### What to produce
In the material below, find every line containing "inside" and copy that line.

### Input material

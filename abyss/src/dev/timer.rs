//! Hardware timer.
//!
//! Once enabled, the timer raises [`Irq::Timer`] every
//! [`TIMER_TICKS`](crate::stats::TIMER_TICKS) ticks, or after a random delay
//! when the machine is configured with [`TimerMode::Random`].

use crate::config::TimerMode;
use crate::interrupt::{Irq, Wakeup};
use crate::machine::Machine;
use crate::stats::TIMER_TICKS;
use core::sync::atomic::{AtomicBool, Ordering};
use rand::Rng;

pub(crate) struct TimerState {
    enabled: AtomicBool,
    armed: AtomicBool,
}

impl TimerState {
    pub(crate) fn new() -> Self {
        Self {
            enabled: AtomicBool::new(false),
            armed: AtomicBool::new(false),
        }
    }
}

/// View of the machine's timer.
pub struct Timer<'a> {
    machine: &'a Machine,
    state: &'a TimerState,
}

impl<'a> Timer<'a> {
    pub(crate) fn new(machine: &'a Machine) -> Self {
        Self {
            machine,
            state: &machine.timer,
        }
    }

    /// Starts raising timer interrupts.
    pub fn enable(&self) {
        self.state.enabled.store(true, Ordering::SeqCst);
        if !self.state.armed.swap(true, Ordering::SeqCst) {
            self.schedule_next();
        }
    }

    /// Stops raising timer interrupts. A tick already in flight is swallowed.
    pub fn disable(&self) {
        self.state.enabled.store(false, Ordering::SeqCst);
    }

    pub fn is_enabled(&self) -> bool {
        self.state.enabled.load(Ordering::SeqCst)
    }

    fn schedule_next(&self) {
        let delay = match self.machine.timer_mode() {
            TimerMode::Random => self
                .machine
                .with_rng(|rng| rng.gen_range(1..=2 * TIMER_TICKS)),
            TimerMode::Off | TimerMode::Periodic => TIMER_TICKS,
        };
        self.machine
            .schedule(Irq::Timer, delay, Wakeup::Poll, |machine| {
                machine.timer().expired()
            });
    }

    fn expired(&self) -> bool {
        if !self.is_enabled() {
            self.state.armed.store(false, Ordering::SeqCst);
            return false;
        }
        self.schedule_next();
        true
    }
}
//! Device demos.

use abyss::dev::network::{NetworkHub, Packet};
use abyss::{Machine, MachineConfig};
use anyhow::{anyhow, Context, Result};
use unios::dev::{ConsoleDriver, NetworkDriver, SerialDriver};
use unios::thread::ThreadBuilder;
use unios::{debug, println, warning, Kernel, KernelError, Report};

/// Echoes console input back to the display until a 'q' is typed.
pub fn console_echo(config: MachineConfig) -> Result<Report, KernelError> {
    Kernel::boot(config, || {
        debug!(CONSOLE, "ConsoleTest: starting");
        let console = ConsoleDriver::new(&Kernel::current());
        loop {
            let ch = console.get_char();
            console.put_char(ch);
            if ch == b'q' {
                debug!(CONSOLE, "ConsoleTest: quitting");
                console.stop();
                break;
            }
        }
    })
}

const MESSAGE: &[u8] = b"HELLO\0";

/// A sender and a receiver thread talk through loopback serial unit 0.
pub fn serial_loopback(config: MachineConfig) -> Result<Report, KernelError> {
    Kernel::boot(config, || {
        debug!(SERIAL, "Entering SerialTest");
        let kernel = Kernel::current();
        let serial = SerialDriver::new(&kernel);
        if let Err(e) = serial.open_port(&kernel, 0) {
            warning!("SerialTest: {}", e);
            return;
        }

        let sender = {
            let serial = serial.clone();
            ThreadBuilder::new("Sender thread").spawn(move || -> Result<(), KernelError> {
                for &byte in MESSAGE {
                    serial.put_byte(0, byte)?;
                    debug!(SERIAL, "Sender: sent {:#x} ({:?})", byte, byte as char);
                }
                Ok(())
            })
        };
        let receiver = {
            let serial = serial.clone();
            ThreadBuilder::new("Receiver thread").spawn(move || -> Result<Vec<u8>, KernelError> {
                let mut received = Vec::new();
                loop {
                    let byte = serial.get_byte(0)?;
                    debug!(SERIAL, "Receiver: got {:#x} ({:?})", byte, byte as char);
                    if byte == 0 {
                        break;
                    }
                    received.push(byte);
                }
                serial.close_port(&Kernel::current(), 0)?;
                Ok(received)
            })
        };

        if let Err(e) = sender.join() {
            warning!("Sender: {}", e);
        }
        match receiver.join() {
            Ok(received) => println!("Received {:?}", String::from_utf8_lossy(&received)),
            Err(e) => warning!("Receiver: {}", e),
        }
    })
}

/// Boots `count` machines on one network. Each greets every other machine,
/// then waits for a greeting from each of them.
pub fn network_greetings(config: MachineConfig, count: u8) -> Result<Vec<Report>> {
    let hub = NetworkHub::new();
    let machines = (0..count)
        .map(|id| {
            Machine::new(config.clone().with_network(hub.clone(), id))
                .with_context(|| format!("cannot build machine {}", id))
        })
        .collect::<Result<Vec<_>>>()?;

    std::thread::scope(|s| {
        let kernels: Vec<_> = machines
            .into_iter()
            .map(|machine| s.spawn(move || Kernel::boot_on(machine, move || greet(count))))
            .collect();
        kernels
            .into_iter()
            .map(|kernel| {
                kernel
                    .join()
                    .map_err(|_| anyhow!("a machine's kernel panicked"))?
                    .context("machine failed to boot")
            })
            .collect()
    })
}

fn greet(count: u8) {
    let net = NetworkDriver::new(&Kernel::current());
    let me = net.id();
    for dest in (0..count).filter(|&dest| dest != me) {
        let msg = format!("Greetings from {} to {}.", me, dest);
        let sent = Packet::new(dest, me, msg.as_bytes())
            .map_err(KernelError::from)
            .and_then(|packet| net.send(packet));
        match sent {
            Ok(()) => println!("NetworkTest: machine {} sent message: {}", me, msg),
            Err(e) => warning!("NetworkTest: machine {}: {}", me, e),
        }
    }
    for _ in 1..count {
        println!("NetworkTest: machine {} waiting to receive a message", me);
        let packet = net.receive();
        println!(
            "NetworkTest: machine {} received message: {}",
            me,
            String::from_utf8_lossy(&packet.contents)
        );
    }
}
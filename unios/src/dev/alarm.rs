//! Timer-driven sleeping and preemption.

use crate::interrupt::InterruptHandler;
use crate::sync::WaitQueue;
use crate::thread::scheduler;
use crate::Kernel;
use abyss::interrupt::{InterruptGuard, MachineStatus};
use abyss::spin_lock::SpinLock;

/// Threads sleeping until a point in simulated time.
pub struct Alarm {
    sleepers: SpinLock<WaitQueue<u64>>,
}

impl Alarm {
    pub(crate) fn new() -> Self {
        Self {
            sleepers: SpinLock::new(WaitQueue::new()),
        }
    }

    /// Blocks the calling thread for at least `ticks` ticks of simulated
    /// time.
    ///
    /// The machine stays up while anybody sleeps here, even if nothing else
    /// is pending.
    pub fn sleep_for(&self, ticks: u64) {
        let kernel = Kernel::current();
        let machine = kernel.machine();
        let _awake = machine.keep_awake();
        machine.timer().enable();
        let _guard = InterruptGuard::new(machine);
        let when = machine.ticks() + ticks;
        debug!(THREAD, "Alarm: sleeping until {}", when);
        self.sleepers
            .lock()
            .sorted_insert(when, scheduler::current());
        kernel.scheduler().sleep();
    }

    /// Number of sleeping threads.
    pub fn sleepers(&self) -> usize {
        self.sleepers.lock().len()
    }

    /// Makes every thread whose time has come ready.
    fn wake_due(&self, kernel: &Kernel) {
        let now = kernel.machine().ticks();
        loop {
            let due = {
                let mut sleepers = self.sleepers.lock();
                match sleepers.peek_key() {
                    Some(&when) if when <= now => sleepers.pop(),
                    _ => None,
                }
            };
            match due {
                Some(th) => kernel.scheduler().ready_to_run(th),
                None => break,
            }
        }
    }
}

/// Handler of the timer interrupt: wakes up due sleepers and, on a
/// preemptive kernel, time-slices the running thread.
pub struct TimerInterruptHandler;

impl InterruptHandler for TimerInterruptHandler {
    fn service_device(&self, kernel: &Kernel) {
        kernel.alarm().wake_due(kernel);
        if kernel.is_preemptive() && kernel.machine().status() != MachineStatus::Idle {
            kernel.yield_on_return();
        }
    }
}

/// Blocks the calling thread for `ticks` ticks.
pub fn sleep_for(ticks: u64) {
    Kernel::current().alarm().sleep_for(ticks)
}
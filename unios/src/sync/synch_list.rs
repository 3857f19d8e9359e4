use super::{Condition, Lock};
use abyss::spin_lock::SpinLock;
use std::collections::VecDeque;
use std::sync::Arc;

/// A FIFO list shared between threads.
///
/// [`remove`](SynchList::remove) waits until the list is non-empty.
pub struct SynchList<T> {
    lock: Arc<Lock>,
    list_empty: Condition,
    items: SpinLock<VecDeque<T>>,
}

impl<T: Send> SynchList<T> {
    /// Creates an empty list.
    pub fn new(name: &str) -> Self {
        let lock = Arc::new(Lock::new(format!("{} (lock)", name)));
        Self {
            list_empty: Condition::new(format!("{} (not empty)", name), lock.clone()),
            lock,
            items: SpinLock::new(VecDeque::new()),
        }
    }

    /// Appends `item` and wakes up a waiting remover.
    pub fn append(&self, item: T) {
        self.lock.acquire();
        self.items.lock().push_back(item);
        self.list_empty.signal();
        self.lock.release();
    }

    /// Puts `item` at the front and wakes up a waiting remover.
    pub fn prepend(&self, item: T) {
        self.lock.acquire();
        self.items.lock().push_front(item);
        self.list_empty.signal();
        self.lock.release();
    }

    /// Removes the first item, waiting for one if the list is empty.
    pub fn remove(&self) -> T {
        self.lock.acquire();
        let item = loop {
            let item = self.items.lock().pop_front();
            match item {
                Some(item) => break item,
                None => self.list_empty.wait(),
            }
        };
        self.lock.release();
        item
    }

    /// Returns true if the list is empty.
    pub fn is_empty(&self) -> bool {
        self.items.lock().is_empty()
    }

    /// Number of items in the list.
    pub fn len(&self) -> usize {
        self.items.lock().len()
    }
}
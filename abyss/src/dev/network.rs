//! Simulated network interface.
//!
//! Machines attached to the same [`NetworkHub`] exchange fixed-size-bounded
//! packets. A send completes [`NETWORK_TIME`] ticks later, raising
//! [`Irq::NetworkSend`]; at that moment the packet is put in the
//! destination's mailbox, unless the unreliable link drops it. Each interface
//! polls its mailbox every [`NETWORK_TIME`] ticks and raises
//! [`Irq::NetworkRecv`] when it has taken a packet in. The next packet is
//! not taken in until the previous one has been received.

use super::DeviceError;
use crate::interrupt::{Irq, Wakeup};
use crate::machine::Machine;
use crate::stats::NETWORK_TIME;
use core::fmt;
use core::sync::atomic::{AtomicBool, AtomicUsize, Ordering};
use crossbeam_queue::ArrayQueue;
use rand::Rng;
use spin_lock::SpinLock;
use std::collections::BTreeMap;
use std::sync::Arc;

/// Largest packet on the wire, header included.
pub const MAX_WIRE_SIZE: usize = 64;
/// Destination, source and length bytes.
pub const HEADER_SIZE: usize = 3;
/// Largest payload of a packet.
pub const MAX_PAYLOAD: usize = MAX_WIRE_SIZE - HEADER_SIZE;
/// Packets a mailbox holds before the link drops further deliveries.
pub const MAILBOX_CAPACITY: usize = 32;

/// A network packet.
#[derive(Clone, Debug, PartialEq, Eq)]
pub struct Packet {
    pub to: u8,
    pub from: u8,
    pub contents: Vec<u8>,
}

impl Packet {
    pub fn new(to: u8, from: u8, contents: impl Into<Vec<u8>>) -> Result<Self, DeviceError> {
        let contents = contents.into();
        if contents.len() > MAX_PAYLOAD {
            return Err(DeviceError::PacketTooLarge(contents.len()));
        }
        Ok(Self { to, from, contents })
    }
}

/// The wire between machines.
///
/// Every attached machine owns a mailbox keyed by its network address.
pub struct NetworkHub {
    mailboxes: SpinLock<BTreeMap<u8, Arc<ArrayQueue<Packet>>>>,
}

impl NetworkHub {
    pub fn new() -> Arc<Self> {
        Arc::new(Self {
            mailboxes: SpinLock::new(BTreeMap::new()),
        })
    }

    fn attach(&self, id: u8) -> Result<Arc<ArrayQueue<Packet>>, DeviceError> {
        let mut mailboxes = self.mailboxes.lock();
        if mailboxes.contains_key(&id) {
            return Err(DeviceError::AddressInUse(id));
        }
        let mailbox = Arc::new(ArrayQueue::new(MAILBOX_CAPACITY));
        mailboxes.insert(id, mailbox.clone());
        Ok(mailbox)
    }

    fn detach(&self, id: u8) {
        self.mailboxes.lock().remove(&id);
    }

    fn deliver(&self, packet: Packet) -> bool {
        let mailbox = self.mailboxes.lock().get(&packet.to).cloned();
        match mailbox {
            Some(mailbox) => mailbox.push(packet).is_ok(),
            None => false,
        }
    }

    /// Addresses of the attached machines.
    pub fn members(&self) -> Vec<u8> {
        self.mailboxes.lock().keys().copied().collect()
    }

    fn has_peers(&self, id: u8) -> bool {
        self.mailboxes.lock().keys().any(|&other| other != id)
    }
}

impl fmt::Debug for NetworkHub {
    fn fmt(&self, f: &mut fmt::Formatter<'_>) -> fmt::Result {
        f.debug_struct("NetworkHub")
            .field("members", &self.members())
            .finish()
    }
}

struct Nic {
    sending: bool,
    incoming: Option<Packet>,
}

pub(crate) struct NetworkState {
    id: u8,
    hub: Option<Arc<NetworkHub>>,
    mailbox: Option<Arc<ArrayQueue<Packet>>>,
    attached: AtomicBool,
    reliability: f64,
    listeners: AtomicUsize,
    nic: SpinLock<Nic>,
}

impl NetworkState {
    pub(crate) fn new(
        id: u8,
        hub: Option<Arc<NetworkHub>>,
        reliability: f64,
    ) -> Result<Self, DeviceError> {
        let mailbox = hub.as_ref().map(|hub| hub.attach(id)).transpose()?;
        Ok(Self {
            id,
            attached: AtomicBool::new(mailbox.is_some()),
            hub,
            mailbox,
            reliability,
            listeners: AtomicUsize::new(0),
            nic: SpinLock::new(Nic {
                sending: false,
                incoming: None,
            }),
        })
    }

    pub(crate) fn detach(&self) {
        if self.attached.swap(false, Ordering::SeqCst) {
            if let Some(hub) = &self.hub {
                hub.detach(self.id);
            }
        }
    }
}

/// Marks a receive in progress; see [`Network::listen`].
pub struct Listening<'a> {
    state: &'a NetworkState,
}

impl Drop for Listening<'_> {
    fn drop(&mut self) {
        self.state.listeners.fetch_sub(1, Ordering::SeqCst);
    }
}

/// View of the machine's network interface.
pub struct Network<'a> {
    machine: &'a Machine,
    state: &'a NetworkState,
}

impl<'a> Network<'a> {
    pub(crate) fn new(machine: &'a Machine) -> Self {
        Self {
            machine,
            state: &machine.network,
        }
    }

    /// This machine's network address.
    pub fn id(&self) -> u8 {
        self.state.id
    }

    pub fn is_attached(&self) -> bool {
        self.state.attached.load(Ordering::SeqCst)
    }

    pub(crate) fn detach(&self) {
        self.state.detach();
    }

    pub(crate) fn start_polling(&self) {
        if self.is_attached() {
            self.schedule_poll();
        }
    }

    fn schedule_poll(&self) {
        self.machine
            .schedule(Irq::NetworkRecv, NETWORK_TIME, Wakeup::Poll, |machine| {
                machine.network().poll()
            });
    }

    fn poll(&self) -> bool {
        if !self.is_attached() {
            return false;
        }
        self.schedule_poll();
        let arrived = {
            let mut nic = self.state.nic.lock();
            match (&nic.incoming, &self.state.mailbox) {
                (None, Some(mailbox)) => {
                    nic.incoming = mailbox.pop();
                    nic.incoming.is_some()
                }
                _ => false,
            }
        };
        if arrived {
            self.machine.with_stats(|stats| stats.num_packets_recvd += 1);
        }
        arrived
    }

    /// Sends `packet`, stamped with this machine's address as its source.
    /// Completion is signalled by [`Irq::NetworkSend`].
    pub fn send(&self, mut packet: Packet) -> Result<(), DeviceError> {
        if packet.contents.len() > MAX_PAYLOAD {
            return Err(DeviceError::PacketTooLarge(packet.contents.len()));
        }
        let hub = match &self.state.hub {
            Some(hub) if self.is_attached() => hub.clone(),
            _ => return Err(DeviceError::NoNetwork),
        };
        {
            let mut nic = self.state.nic.lock();
            assert!(!nic.sending, "Network: only one send at a time");
            nic.sending = true;
        }
        packet.from = self.state.id;
        debug!(
            NETWORK,
            "Sending to {} from {}: {} bytes", packet.to, packet.from, packet.contents.len()
        );
        let reliability = self.state.reliability;
        self.machine
            .schedule(Irq::NetworkSend, NETWORK_TIME, Wakeup::Event, move |machine| {
                machine.network().state.nic.lock().sending = false;
                machine.with_stats(|stats| stats.num_packets_sent += 1);
                if machine.with_rng(|rng| rng.gen::<f64>()) < reliability {
                    if !hub.deliver(packet) {
                        debug!(NETWORK, "Packet dropped: destination unreachable");
                    }
                } else {
                    debug!(NETWORK, "Packet dropped by the link");
                }
                true
            });
        Ok(())
    }

    /// Takes the packet that raised the last receive interrupt, if any.
    pub fn receive(&self) -> Option<Packet> {
        self.state.nic.lock().incoming.take()
    }

    /// Announces a receive in progress. While any listener lives and a
    /// packet may still arrive, the machine keeps polling instead of halting.
    pub fn listen(&self) -> Listening<'a> {
        self.state.listeners.fetch_add(1, Ordering::SeqCst);
        Listening { state: self.state }
    }

    /// Returns true if a packet can still be taken in at the next poll.
    pub(crate) fn wants_poll(&self) -> bool {
        let Some(mailbox) = &self.state.mailbox else {
            return false;
        };
        self.is_attached()
            && self.state.nic.lock().incoming.is_none()
            && (!mailbox.is_empty()
                || (self.state.listeners.load(Ordering::SeqCst) > 0
                    && self.state.hub.as_ref().is_some_and(|hub| hub.has_peers(self.state.id))))
    }
}

#[cfg(test)]
mod tests {
    use super::*;
    use crate::MachineConfig;

    #[test]
    fn addresses_are_unique() {
        let hub = NetworkHub::new();
        let a = Machine::new(MachineConfig::default().with_network(hub.clone(), 1)).unwrap();
        assert!(matches!(
            Machine::new(MachineConfig::default().with_network(hub.clone(), 1)),
            Err(DeviceError::AddressInUse(1))
        ));
        assert_eq!(hub.members(), [1]);
        drop(a);
        assert!(hub.members().is_empty());
    }

    #[test]
    fn rejects_oversized_and_offline_sends() {
        assert_eq!(
            Packet::new(0, 0, vec![0; MAX_PAYLOAD + 1]),
            Err(DeviceError::PacketTooLarge(MAX_PAYLOAD + 1))
        );
        let machine = Machine::new(MachineConfig::default()).unwrap();
        let packet = Packet::new(1, 0, "hi").unwrap();
        assert_eq!(machine.network().send(packet), Err(DeviceError::NoNetwork));
    }

    #[test]
    fn lossy_link_drops_everything_at_zero() {
        let hub = NetworkHub::new();
        let a = Machine::new(
            MachineConfig::default()
                .with_network(hub.clone(), 0)
                .with_reliability(0.0),
        )
        .unwrap();
        let b = Machine::new(MachineConfig::default().with_network(hub.clone(), 1)).unwrap();
        let mailbox = b.network().state.mailbox.clone().unwrap();

        a.network().send(Packet::new(1, 0, "lost").unwrap()).unwrap();
        a.with_stats(|stats| stats.total_ticks = NETWORK_TIME);
        // Fires the send completion (raised, but no kernel is attached).
        let fired = std::panic::catch_unwind(std::panic::AssertUnwindSafe(|| {
            a.set_level(crate::interrupt::InterruptState::On)
        }));
        assert!(fired.is_err());
        assert!(mailbox.is_empty());
        assert_eq!(a.stats().num_packets_sent, 1);
    }
}
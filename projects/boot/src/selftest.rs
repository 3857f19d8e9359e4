//! In-kernel self tests, run with the kernel's test harness.

use abyss::MachineConfig;
use std::sync::atomic::{AtomicUsize, Ordering};
use std::sync::Arc;
use unios::spin_lock::SpinLock;
use unios::sync::{Condition, Lock, Semaphore, SynchList};
use unios::thread::{scheduler, ThreadBuilder};
use unios::{do_tests, Kernel, KernelError, TestFn};

static TESTS: &[&'static dyn TestFn] = &[
    &threads::round_robin,
    &threads::join,
    &primitives::semaphore_ping_pong,
    &primitives::lock_excludes,
    &primitives::condition_mesa,
    &primitives::synch_list,
];

/// Boots a kernel that runs every self test. Returns the number of
/// failures.
pub fn run(config: MachineConfig) -> Result<usize, KernelError> {
    let failed = Arc::new(AtomicUsize::new(0));
    let failed2 = failed.clone();
    Kernel::boot(config, move || {
        failed2.store(do_tests(TESTS), Ordering::SeqCst);
    })?;
    Ok(failed.load(Ordering::SeqCst))
}

mod threads {
    use super::*;

    pub fn round_robin() {
        let log = Arc::new(SpinLock::new(String::new()));
        let handles: Vec<_> = ["a", "b", "c"]
            .into_iter()
            .map(|name| {
                let log = log.clone();
                ThreadBuilder::new(name).spawn(move || {
                    for _ in 0..3 {
                        log.lock().push_str(name);
                        scheduler::yield_now();
                    }
                })
            })
            .collect();
        for handle in handles {
            handle.join();
        }
        // Preemption may interleave differently; each thread still ran thrice.
        let log = log.lock();
        for name in ["a", "b", "c"] {
            assert_eq!(log.matches(name).count(), 3);
        }
        if !Kernel::current().is_preemptive() {
            assert_eq!(*log, "abcabcabc");
        }
    }

    pub fn join() {
        let handles: Vec<_> = (0..10usize)
            .map(|i| ThreadBuilder::new(format!("t{}", i)).spawn(move || i * i))
            .collect();
        let sum: usize = handles.into_iter().map(|h| h.join()).sum();
        assert_eq!(sum, 285);
    }
}

mod primitives {
    use super::*;

    pub fn semaphore_ping_pong() {
        let ping = Arc::new(Semaphore::new("ping", 0));
        let pong = Arc::new(Semaphore::new("pong", 0));
        let rounds = Arc::new(AtomicUsize::new(0));
        let partner = {
            let (ping, pong, rounds) = (ping.clone(), pong.clone(), rounds.clone());
            ThreadBuilder::new("pong").spawn(move || {
                for _ in 0..5 {
                    ping.p();
                    rounds.fetch_add(1, Ordering::SeqCst);
                    pong.v();
                }
            })
        };
        for round in 1..=5 {
            ping.v();
            pong.p();
            assert_eq!(rounds.load(Ordering::SeqCst), round);
        }
        partner.join();
    }

    pub fn lock_excludes() {
        let lock = Arc::new(Lock::new("self test lock"));
        let inside = Arc::new(AtomicUsize::new(0));
        let handles: Vec<_> = (0..4)
            .map(|i| {
                let (lock, inside) = (lock.clone(), inside.clone());
                ThreadBuilder::new(format!("locker {}", i)).spawn(move || {
                    for _ in 0..3 {
                        lock.acquire();
                        assert_eq!(inside.fetch_add(1, Ordering::SeqCst), 0);
                        scheduler::yield_now();
                        inside.fetch_sub(1, Ordering::SeqCst);
                        lock.release();
                    }
                })
            })
            .collect();
        for handle in handles {
            handle.join();
        }
    }

    pub fn condition_mesa() {
        let lock = Arc::new(Lock::new("ready lock"));
        let cond = Arc::new(Condition::new("ready", lock.clone()));
        let ready = Arc::new(AtomicUsize::new(0));
        let waiter = {
            let (lock, cond, ready) = (lock.clone(), cond.clone(), ready.clone());
            ThreadBuilder::new("waiter").spawn(move || {
                lock.acquire();
                while ready.load(Ordering::SeqCst) == 0 {
                    cond.wait();
                }
                assert!(lock.is_held_by_current_thread());
                lock.release();
            })
        };
        scheduler::yield_now();
        lock.acquire();
        ready.store(1, Ordering::SeqCst);
        cond.signal();
        lock.release();
        waiter.join();
    }

    pub fn synch_list() {
        let list = Arc::new(SynchList::new("self test list"));
        let consumer = {
            let list = list.clone();
            ThreadBuilder::new("consumer").spawn(move || (0..4).map(|_| list.remove()).sum::<u32>())
        };
        for i in 1..=4 {
            list.append(i);
        }
        assert_eq!(consumer.join(), 10);
    }
}
//! The abyss of the kernel that operates the hardware.
//!
//! This crate simulates the machine the kernel runs on: a single processor
//! whose only atomicity mechanism is the interrupt level, a simulated clock,
//! and devices (timer, disk, console, serial ports, network) that complete
//! requests by raising an interrupt some simulated ticks later.
//!
//! Treat these codes as the hardware. The kernel issues a request to a device
//! and then waits for the interrupt; it never peeks at device internals.

#[macro_use]
pub mod kprint;
pub mod config;
pub mod dev;
pub mod interrupt;
pub mod machine;
pub mod stats;

pub use config::{MachineConfig, TimerMode};
pub use kprint::DebugFlags;
pub use machine::Machine;
pub use spin_lock;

### Written response
        let inside = Arc::new(AtomicUsize::new(0));
                let (lock, inside) = (lock.clone(), inside.clone());
                        assert_eq!(inside.fetch_add(1, Ordering::SeqCst), 0);
                        inside.fetch_sub(1, Ordering::SeqCst);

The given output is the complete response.